The first antibiotic was discovered in 1928 by Alexander Fleming. It was named as penicillin. Since then, several antibiotics have been discovered and they all have been serving as the cornerstone of modern medicine. However, microbes have become resistant to the drugs due to the continuous overuse and misuse of antibiotics in humans and animals, leading to the emergence and rapid spread of antibiotic/antimicrobial resistance (AMR).
World Antibiotic Awareness Week (WAAW), which is observed every year in November, aims to highlight the best practices among the public, health workers and policy makers to avoid the further emergence and spread of antibiotic resistance. This year, the event is celebrated from 18-24 November.
WHAT IS ANTIBIOTIC RESISTANCE?
Antimicrobial resistance is the ability of a microbe to resist the effects of those medicines that once could successfully kill or damage the microbes. It occurs when microbes evolve in such a way that they become able to reduce or even eliminate the effectiveness of drugs, employed to cure or prevent infections. The term antibiotic resistance can be defined as a subset of antimicrobial resistance that applies only to bacteria rather than microbes.
WHY ANTIBIOTIC RESISTANCE IS A MATTER OF CONCERN
With the growing use of antibiotics, antibiotic resistance has spread all across the globe making certain diseases such as pneumonia and meningitis difficult to treat. Doctors have to prescribe stronger drugs for a longer period due to the antimicrobial resistance. This affects the health of the patients and it becomes much difficult to manage the risk of infection in patients suffering from chronic diseases.

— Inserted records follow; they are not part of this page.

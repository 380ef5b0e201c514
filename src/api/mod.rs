//! REST API layer for HTTP request/response handling.
//!
//! This layer translates HTTP requests into service calls and formats
//! responses as JSON.
//!
//! # Modules
//!
//! - [`dto`] - Data Transfer Objects for request/response serialization
//! - [`handlers`] - HTTP request handlers
//! - [`middleware`] - Request tracing
//! - [`routes`] - Route configuration

pub mod dto;
pub mod handlers;
pub mod middleware;
pub mod routes;
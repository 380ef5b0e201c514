//! Data Transfer Objects for API requests and responses.
//!
//! All DTOs use Serde for JSON serialization/deserialization.

pub mod health;
pub mod register;
//! Infrastructure layer for external integrations.
//!
//! Implements the storage contract defined by the domain layer.
//!
//! # Modules
//!
//! - [`persistence`] - In-memory and PostgreSQL store implementations

pub mod persistence;
//! HTTP request handlers for API endpoints.

pub mod health;
pub mod redirect;
pub mod register;

pub use health::health_handler;
pub use redirect::redirect_handler;
pub use register::register_handler;
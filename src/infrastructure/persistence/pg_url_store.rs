//! PostgreSQL implementation of the URL store.

use async_trait::async_trait;
use sqlx::PgPool;
use sqlx::postgres::PgPoolOptions;
use std::sync::Arc;
use std::time::Duration;
use tracing::{debug, info};

use crate::domain::repositories::UrlStore;
use crate::error::StoreError;
use crate::utils::db_error::{is_unique_violation_on_short, map_sqlx_error};

/// Connection pool tuning for [`PgUrlStore::connect`].
#[derive(Debug, Clone)]
pub struct PoolSettings {
    pub max_connections: u32,
    pub acquire_timeout: Duration,
    pub idle_timeout: Duration,
    pub max_lifetime: Duration,
}

impl Default for PoolSettings {
    fn default() -> Self {
        Self {
            max_connections: 10,
            acquire_timeout: Duration::from_secs(30),
            idle_timeout: Duration::from_secs(600),
            max_lifetime: Duration::from_secs(1800),
        }
    }
}

/// Durable URL store over the `urls` table.
///
/// `urls.short` is the primary key, so concurrent inserts of the same code
/// leave exactly one row; the losing insert surfaces as
/// [`StoreError::Conflict`]. Missing rows are detected from an empty result
/// set, never from driver error text.
pub struct PgUrlStore {
    pool: Arc<PgPool>,
}

impl PgUrlStore {
    /// Creates a store over an existing connection pool.
    pub fn new(pool: Arc<PgPool>) -> Self {
        Self { pool }
    }

    /// Opens a connection pool for `database_url`.
    ///
    /// The connection string is handed to SQLx as-is.
    ///
    /// # Errors
    ///
    /// Returns [`StoreError::Connect`] if the pool cannot be established.
    pub async fn connect(database_url: &str, settings: PoolSettings) -> Result<Self, StoreError> {
        let pool = PgPoolOptions::new()
            .max_connections(settings.max_connections)
            .acquire_timeout(settings.acquire_timeout)
            .idle_timeout(settings.idle_timeout)
            .max_lifetime(settings.max_lifetime)
            .connect(database_url)
            .await
            .map_err(StoreError::Connect)?;

        info!(
            max_connections = settings.max_connections,
            "Connected to database"
        );

        Ok(Self::new(Arc::new(pool)))
    }

    /// Applies the embedded schema migrations.
    pub async fn migrate(&self) -> Result<(), StoreError> {
        sqlx::migrate!("./migrations").run(self.pool.as_ref()).await?;
        debug!("Database migrations applied");
        Ok(())
    }

    /// Counts stored mappings.
    pub async fn count(&self) -> Result<i64, StoreError> {
        sqlx::query_scalar::<_, i64>("SELECT COUNT(*) FROM urls")
            .fetch_one(self.pool.as_ref())
            .await
            .map_err(|e| map_sqlx_error("count", "", e))
    }

    /// Returns a reference to the underlying pool.
    pub fn pool(&self) -> &PgPool {
        &self.pool
    }
}

#[async_trait]
impl UrlStore for PgUrlStore {
    async fn save(&self, code: &str, long: &str) -> Result<(), StoreError> {
        let result = sqlx::query("INSERT INTO urls (short, long) VALUES ($1, $2)")
            .bind(code)
            .bind(long)
            .execute(self.pool.as_ref())
            .await;

        match result {
            Ok(_) => Ok(()),
            Err(e) if is_unique_violation_on_short(&e) => Err(StoreError::Conflict {
                code: code.to_owned(),
            }),
            Err(e) => Err(map_sqlx_error("save", code, e)),
        }
    }

    async fn lookup(&self, code: &str) -> Result<String, StoreError> {
        sqlx::query_scalar::<_, String>("SELECT long FROM urls WHERE short = $1")
            .bind(code)
            .fetch_optional(self.pool.as_ref())
            .await
            .map_err(|e| map_sqlx_error("lookup", code, e))?
            .ok_or(StoreError::NotFound)
    }

    async fn exists(&self, code: &str) -> Result<bool, StoreError> {
        sqlx::query_scalar::<_, bool>("SELECT EXISTS(SELECT 1 FROM urls WHERE short = $1)")
            .bind(code)
            .fetch_one(self.pool.as_ref())
            .await
            .map_err(|e| map_sqlx_error("exists", code, e))
    }

    async fn close(&self) -> Result<(), StoreError> {
        if !self.pool.is_closed() {
            self.pool.close().await;
            info!("Database pool closed");
        }
        Ok(())
    }

    async fn health_check(&self) -> bool {
        if self.pool.is_closed() {
            return false;
        }

        sqlx::query_scalar::<_, i32>("SELECT 1")
            .fetch_one(self.pool.as_ref())
            .await
            .is_ok()
    }
}
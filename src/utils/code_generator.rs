//! Short code derivation.
//!
//! Codes are content-addressed: the same long URL always yields the same code.
//! The default strategy hashes the URL with SHA-256, renders the digest as a
//! base-62 number and keeps the leading [`CODE_LENGTH`] characters. Base 62
//! avoids characters that need percent-encoding in a URL path.

use num_bigint::BigUint;
use sha2::{Digest, Sha256};

/// Length of every generated short code.
pub const CODE_LENGTH: usize = 6;

/// Base-62 digit alphabet, in digit-value order.
const BASE62_ALPHABET: &[u8; 62] =
    b"0123456789abcdefghijklmnopqrstuvwxyzABCDEFGHIJKLMNOPQRSTUVWXYZ";

/// Strategy that maps a long URL to its short code.
///
/// Implementations must be pure: no I/O, no state, and identical input must
/// produce identical output. Any `Fn(&str) -> String` closure is a strategy,
/// which lets tests plug in trivial fakes.
pub trait Shortener: Send + Sync {
    fn shorten(&self, long: &str) -> String;
}

impl<F> Shortener for F
where
    F: Fn(&str) -> String + Send + Sync,
{
    fn shorten(&self, long: &str) -> String {
        self(long)
    }
}

/// SHA-256 digest rendered in base 62, truncated to [`CODE_LENGTH`].
///
/// Distinct URLs whose digests share the same leading base-62 digits receive
/// the same code. Collisions are not detected here.
#[derive(Debug, Clone, Copy, Default)]
pub struct Sha256Base62Shortener;

impl Shortener for Sha256Base62Shortener {
    fn shorten(&self, long: &str) -> String {
        let digest = Sha256::digest(long.as_bytes());
        let encoded = encode_base62(&digest);

        if encoded.len() < CODE_LENGTH {
            // Only reachable for digests with dozens of leading zero bits.
            format!("{:0>width$}", encoded, width = CODE_LENGTH)
        } else {
            encoded[..CODE_LENGTH].to_string()
        }
    }
}

/// Encodes a big-endian unsigned integer as base 62, most significant digit first.
///
/// Leading zero digits are not emitted; zero encodes as `"0"`.
pub fn encode_base62(bytes: &[u8]) -> String {
    BigUint::from_bytes_be(bytes)
        .to_radix_be(62)
        .into_iter()
        .map(|digit| char::from(BASE62_ALPHABET[usize::from(digit)]))
        .collect()
}

#[cfg(test)]
mod tests {
    use super::*;
    use std::collections::HashSet;

    fn shorten(long: &str) -> String {
        Sha256Base62Shortener.shorten(long)
    }

    #[test]
    fn test_encode_zero() {
        assert_eq!(encode_base62(&[]), "0");
        assert_eq!(encode_base62(&[0, 0, 0]), "0");
    }

    #[test]
    fn test_encode_single_digits() {
        assert_eq!(encode_base62(&[9]), "9");
        assert_eq!(encode_base62(&[10]), "a");
        assert_eq!(encode_base62(&[35]), "z");
        assert_eq!(encode_base62(&[36]), "A");
        assert_eq!(encode_base62(&[61]), "Z");
    }

    #[test]
    fn test_encode_multi_digit() {
        assert_eq!(encode_base62(&[62]), "10");
        assert_eq!(encode_base62(&[0xff]), "47");
        assert_eq!(encode_base62(&[0x01, 0x00]), "48");
        // 62^2 - 1
        assert_eq!(encode_base62(&[0x0f, 0x03]), "ZZ");
        // 62^2
        assert_eq!(encode_base62(&[0x0f, 0x04]), "100");
    }

    #[test]
    fn test_encode_ignores_leading_zero_bytes() {
        assert_eq!(encode_base62(&[0, 0, 0x01, 0x00]), "48");
    }

    #[test]
    fn test_encode_matches_u128_reference() {
        let value: u128 = 0x2c26_b46b_68ff_c68f_f99b_453c_1d30_4134;

        let mut expected = Vec::new();
        let mut n = value;
        while n > 0 {
            expected.push(BASE62_ALPHABET[(n % 62) as usize] as char);
            n /= 62;
        }
        let expected: String = expected.into_iter().rev().collect();

        assert_eq!(encode_base62(&value.to_be_bytes()), expected);
    }

    #[test]
    fn test_shorten_known_codes() {
        assert_eq!(shorten("foo"), "at7awl");
        assert_eq!(shorten("https://www.google.com"), "ESWP9x");
    }

    #[test]
    fn test_shorten_is_deterministic() {
        for long in ["foo", "https://www.google.com", "", "ünïcödé"] {
            assert_eq!(shorten(long), shorten(long));
        }
    }

    #[test]
    fn test_shorten_has_fixed_length() {
        for long in ["foo", "https://www.google.com", "", "a".repeat(10_000).as_str()] {
            assert_eq!(shorten(long).len(), CODE_LENGTH);
        }
    }

    #[test]
    fn test_shorten_uses_base62_alphabet() {
        let code = shorten("https://www.rust-lang.org/learn");
        assert!(code.chars().all(|c| c.is_ascii_alphanumeric()));
    }

    #[test]
    fn test_shorten_is_prefix_of_full_digest_encoding() {
        let long = "https://example.com/some/path?q=1";
        let full = encode_base62(&Sha256::digest(long.as_bytes()));
        assert!(full.starts_with(&shorten(long)));
    }

    #[test]
    fn test_shorten_distinguishes_inputs() {
        let codes: HashSet<String> = (0..1000)
            .map(|i| shorten(&format!("https://example.com/{i}")))
            .collect();

        // 1000 inputs over a 62^6 space: a handful of collisions at most.
        assert!(codes.len() > 990);
    }

    #[test]
    fn test_closure_is_a_shortener() {
        let upper = |long: &str| long.to_uppercase();
        assert_eq!(upper.shorten("foo"), "FOO");
    }
}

Studies show that antimicrobial resistance is directly proportional to the use of antibiotics. Recent statistics estimate that by 2050, nearly 10 million deaths will be caused due to antimicrobial resistance. In India alone, around 12.9 billion units of antibiotics were consumed in the year 2010, which was the highest among all the countries surveyed. Considering this data, it is important to take every necessary step to stop the further advancement of antibiotic resistance.
HOW TO PREVENT OR CONTROL THE SPREAD OF ANTIBIOTIC RESISTANCE
While the government is implementing its policies, below are a few measures that can be adopted at an individual level to fight AMR:
- Avoid antibiotics when not required – always ask your doctor if antibiotics will really help. For illnesses such as bronchitis, common cold, sinus infections and other infections caused by viruses, antibiotics won’t work.
- Always finish the entire course of prescribed antibiotics even if you start feeling better. Stopping the course before the infection is completely wiped out encourages the bacteria to become drug-resistant.
- Get vaccinated – immunisations can guard you against some diseases caused by bacteria. Getting vaccination against such diseases means less or no use of antibiotics.
- Take care of hygiene – ensure that you wash your hands before and after every meal so as to avoid the occurrence of infections.
- Since antibiotic-resistant bacteria are commonly found in hospitals, caregivers must learn to take care of their hygiene.